Then there are the ecclesiastical Conservatives, amongst whom sincere honour and honesty are engrafted upon such prejudices that both the former are neutralized. The gardening process is precisely reversed amongst this class of politicians; for instead of the slips sweetening the crab-tree, its acrimony overcomes the engraftments, and renders even the fruit of virtues sour. Thus their prejudices never dissolve or ripen into principles, but their principles ferment, effervesce, and presently acidulate into the most bitter prejudices. These are the men who rant and rave at Exeter Hall,-who take the chair at Reformation, Factory, and Anti-Education meetings,-who present petitions for repealing the Catholic Emancipation Bill,-who deliver orations and harangues against political Dissenters,-being all the while, with exquisite inconsistency, themselves members of a political Church, impatient of having its foot removed from the necks of nonconformists. These are men wearing the most respectable exterior imaginable.
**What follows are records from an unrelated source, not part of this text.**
impl Inner {
    pub fn new(opts: DemuxOptions) -> Self {
        let readahead_secs = opts.readahead_secs;
        Self {
            opts,
            readahead_secs,
            streams: Vec::new(),
            states: Vec::new(),
            current_tags: Vec::new(),
            ranges: vec![CachedRange::new(0)],
            total_bytes: 0,
            fw_bytes: 0,
            seekable: false,
            partially_seekable: false,
            events: Events::empty(),
            buffer_events: Events::empty(),
            buffer_info: DemuxerInfo::default(),
            threading: false,
            thread_terminate: false,
            reading: false,
            eof: false,
            last_eof: false,
            idle: false,
            initial_state: true,
            autoselect: false,
            warned_queue_overflow: false,
            tracks_switched: false,
            seeking: false,
            seek_flags: SeekFlags::empty(),
            seek_pts: 0.0,
            ref_pts: None,
            ts_offset: 0.0,
            filepos: None,
            run_fn: None,
            force_cache_update: false,
            wakeup_cb: None,
            source_size: None,
            source_cache: None,
            source_metadata: None,
            base_filename: None,
        }
    }

    pub fn num_streams(&self) -> usize {
        self.streams.len()
    }

    pub fn current_range(&self) -> usize {
        self.ranges.len() - 1
    }

    /// Register a stream: assign its index (and per-type `demuxer_id` if
    /// unset), grow every range, and apply autoselection.
    pub fn add_stream_locked(&mut self, mut stream: Stream) -> usize {
        let index = self.streams.len();
        stream.index = index;
        if stream.demuxer_id.is_none() {
            let id = self
                .streams
                .iter()
                .filter(|s| s.stream_type == stream.stream_type)
                .count() as i64;
            stream.demuxer_id = Some(id);
        }

        self.states.push(StreamState::new(
            stream.stream_type,
            stream.attached_picture.is_some(),
        ));
        self.current_tags.push(stream.tags.clone());
        self.streams.push(Arc::new(stream));

        let num = self.streams.len();
        for range in &mut self.ranges {
            range.add_missing_streams(num);
        }

        let autoselect = self.autoselect;
        self.update_stream_selection_state(index, autoselect, true);

        self.events |= Events::STREAMS;
        if let Some(cb) = self.wakeup_cb.clone() {
            cb();
        }
        index
    }

    /// Get or lazily create the closed-caption track fed from a video
    /// stream.
    pub fn cc_track_locked(&mut self, video_stream: usize) -> usize {
        if let Some(cc) = self.states[video_stream].cc_track {
            return cc;
        }
        let mut sh = Stream::new(StreamType::Subtitle);
        sh.codec.codec = "eia_608".to_string();
        sh.default_track = true;
        let cc = self.add_stream_locked(sh);
        self.states[cc].ignore_eof = true;
        self.states[video_stream].cc_track = Some(cc);
        cc
    }

    /// Reset one stream's reader-side state (position, EOF, bitrate) and
    /// remove its forward-buffer contribution.
    pub fn clear_reader_state_one(&mut self, idx: usize) {
        let ds = &mut self.states[idx];
        self.fw_bytes -= ds.fw_bytes;
        ds.reader_head = None;
        ds.eof = false;
        ds.base_ts = None;
        ds.last_br_ts = None;
        ds.last_br_bytes = 0;
        ds.bitrate = None;
        ds.skip_to_keyframe = false;
        ds.attached_picture_added = false;
        ds.fw_bytes = 0;
        ds.fw_packs = 0;
    }

    /// Reset all reader state (before seeks and on flush).
    pub fn clear_reader_state_all(&mut self) {
        for n in 0..self.states.len() {
            self.clear_reader_state_one(n);
        }
        self.warned_queue_overflow = false;
        self.filepos = None;
        debug_assert_eq!(self.fw_bytes, 0);
    }

    /// Flip a stream's selection and rebuild derived state. `is_new` forces
    /// the reset path for freshly registered streams.
    ///
    /// Deselecting drops the stream's cached data in every range (it can't
    /// be kept consistent); either way the range seek windows are
    /// recomputed and emptied ranges are dropped.
    pub fn update_stream_selection_state(&mut self, idx: usize, selected: bool, is_new: bool) {
        if self.states[idx].selected != selected || is_new {
            {
                let ds = &mut self.states[idx];
                ds.selected = selected;
                ds.eof = false;
                ds.refreshing = false;
                ds.need_refresh = false;
            }
            self.clear_reader_state_one(idx);

            for r in 0..self.ranges.len() {
                if !selected {
                    let freed = self.ranges[r].streams[idx].reset();
                    self.total_bytes -= freed;
                }
                let states = &self.states;
                self.ranges[r].update_seek_ranges(|n| states[n].selected);
            }
            self.free_empty_cached_ranges();
        }

        // Eagerness depends on the whole selection set: subtitles are only
        // read eagerly when nothing else is.
        let mut any_av_streams = false;
        for s in self.states.iter_mut() {
            s.eager = s.selected && !s.has_attached_picture;
            if s.eager {
                any_av_streams |= s.stream_type != StreamType::Subtitle;
            }
        }
        if any_av_streams {
            for s in self.states.iter_mut() {
                if s.stream_type == StreamType::Subtitle {
                    s.eager = false;
                }
            }
        }
    }

    /// Promote a range to the LRU tail, making it the current range.
    pub fn set_current_range(&mut self, idx: usize) {
        let range = self.ranges.remove(idx);
        self.ranges.push(range);
    }

    /// Drop non-current ranges whose seek window collapsed.
    pub fn free_empty_cached_ranges(&mut self) {
        debug_assert!(!self.ranges.is_empty());
        for n in (0..self.ranges.len().saturating_sub(1)).rev() {
            if self.ranges[n].seek_start.is_none() {
                let freed = self.ranges[n].clear();
                self.total_bytes -= freed;
                self.ranges.remove(n);
            }
        }
    }

    /// Compute the refresh-seek target after a mid-playback selection
    /// change, per the track-switch protocol:
    ///
    /// - no stream needs a refresh (or seeking is impossible): `None`;
    /// - only newly enabled streams are selected: a plain seek to the
    ///   reference position;
    /// - otherwise, rewind to slightly before the earliest playing
    ///   position and mark the already-playing streams `refreshing` so
    ///   their duplicate packets get dropped on arrival.
    pub fn get_refresh_seek_pts(&mut self) -> Option<f64> {
        let mut start_ts = self.ref_pts;
        let mut needed = false;
        let mut normal_seek = true;
        let mut refresh_possible = true;

        let cur = self.current_range();
        for n in 0..self.states.len() {
            if !self.states[n].selected {
                continue;
            }
            if matches!(
                self.states[n].stream_type,
                StreamType::Video | StreamType::Audio
            ) {
                start_ts = pts_min(start_ts, self.states[n].base_ts);
            }
            needed |= self.states[n].need_refresh;
            normal_seek &= self.states[n].need_refresh;
            self.states[n].need_refresh = false;

            let queue = &self.ranges[cur].streams[n];
            refresh_possible &= queue.correct_dts || queue.correct_pos;
        }

        if !needed || self.partially_seekable || !self.seekable {
            return None;
        }
        let start_ts = start_ts?;

        if normal_seek {
            return Some(start_ts);
        }

        if !refresh_possible {
            debug!("can't issue refresh seek");
            return None;
        }

        for n in 0..self.states.len() {
            let queue = &self.ranges[cur].streams[n];
            // Streams that never produced a packet will simply deliver
            // everything from the seek target; the rest resume where they
            // left off.
            if queue.last_pos.is_some() || queue.last_dts.is_some() {
                let selected = self.states[n].selected;
                self.states[n].refreshing |= selected;
            }
        }

        Some(start_ts - 1.0)
    }

    /// Fold a byte-source snapshot into the cached state. Metadata changes
    /// raise a METADATA event for the consumer.
    pub fn fold_source_state(&mut self, state: SourceState) {
        if state.size.is_some() {
            self.source_size = state.size;
        }
        if state.cache.is_some() {
            self.source_cache = state.cache;
        }
        if state.base_filename.is_some() {
            self.base_filename = state.base_filename;
        }
        if let Some(metadata) = state.metadata {
            if self.source_metadata.as_ref() != Some(&metadata) {
                self.source_metadata = Some(metadata);
                self.buffer_events |= Events::METADATA;
            }
        }
    }

    /// Expensive cross-check of all cached-state invariants; compiled into
    /// debug builds and driven from the ends of public operations.
    #[cfg(debug_assertions)]
    pub fn check_consistency(&self) {
        assert!(!self.ranges.is_empty());
        let cur = self.current_range();
        let mut total_bytes = 0usize;
        let mut total_fw_bytes = 0usize;

        for (ri, range) in self.ranges.iter().enumerate() {
            assert_eq!(range.streams.len(), self.streams.len());
            if let (Some(start), Some(end)) = (range.seek_start, range.seek_end) {
                assert!(start <= end);
            }

            for (si, queue) in range.streams.iter().enumerate() {
                let ds = &self.states[si];
                let mut fw_bytes = 0usize;
                let mut fw_packs = 0usize;
                let mut is_forward = false;
                let mut kf_found = false;
                let mut npt_found = false;

                for (seq, p) in queue.iter() {
                    if ri == cur && ds.reader_head == Some(seq) {
                        is_forward = true;
                    }
                    kf_found |= queue.keyframe_latest == Some(seq);
                    npt_found |= queue.next_prune_target == Some(seq);

                    let bytes = p.estimate_size();
                    total_bytes += bytes;
                    if is_forward {
                        fw_bytes += bytes;
                        fw_packs += 1;
                    }
                }

                if ri == cur {
                    assert_eq!(is_forward, ds.reader_head.is_some());
                    assert_eq!(ds.fw_bytes, fw_bytes);
                    assert_eq!(ds.fw_packs, fw_packs);
                    total_fw_bytes += fw_bytes;
                } else {
                    assert!(!is_forward);
                }

                if let Some(kl) = queue.keyframe_latest {
                    assert!(kf_found);
                    assert!(queue.get(kl).expect("stale keyframe_latest").keyframe);
                }
                assert_eq!(npt_found, queue.next_prune_target.is_some());
            }
        }

        assert_eq!(self.total_bytes, total_bytes);
        assert_eq!(self.fw_bytes, total_fw_bytes);
    }

    #[cfg(not(debug_assertions))]
    #[inline]
    pub fn check_consistency(&self) {}
}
Opposed to religious freedom they most certainly are; but they carry their opposition like the left-handed dagger of Ehud, which had two edges of a cubit in length, girded under his raiment, upon his right thigh! We appeal without fear to a certain self-styled evangelical newspaper, of melancholy notoriety, for proofs and illustrations as to the correctness of this portrait. They have evidently very little opinion of that orthodoxy or soundness, imagined by some others to be inherent in the Coryphæus of Toryism. They can never forget the year 1829, when the Orange of Ireland was unceremoniously left in the kennel without its Peel! We well remember, that at least one of their company supposed that he had discovered the apocalyptic number of the Beast in the name or title of the Duke of Wellington! As to the question of slavery alone, some of them have acted the part of really faithful and independent legislators. Let them have all the credit, wherever it has been deserved. Few members of parliament enjoy more personal respect than Sir Robert Inglis. He always seems to say what he means, and to mean what he says. His opinions and language moreover represent the University of Oxford with great accuracy. He stands out as an individual of sixty years since,' rather than as a living contem

porary. Perhaps the same may be said with regard to the member for East Kent; an English country gentleman, who has yet to learn that Christianity involves the law of a new commandment, so that as our Saviour condescended to love us, we ought also to love one another. The miscellaneous Conservatives we consider to be a class of senatorial veterans, like the gallant member for Lincoln; personages important in the estimation of no one but themselves. Each of them fosters some single, puny, or insulated project,--such for instance as the abolition of all duty upon insurances; an object very laudable in itself, did there exist the slightest chance of its achievement by Colonel Sibthorp.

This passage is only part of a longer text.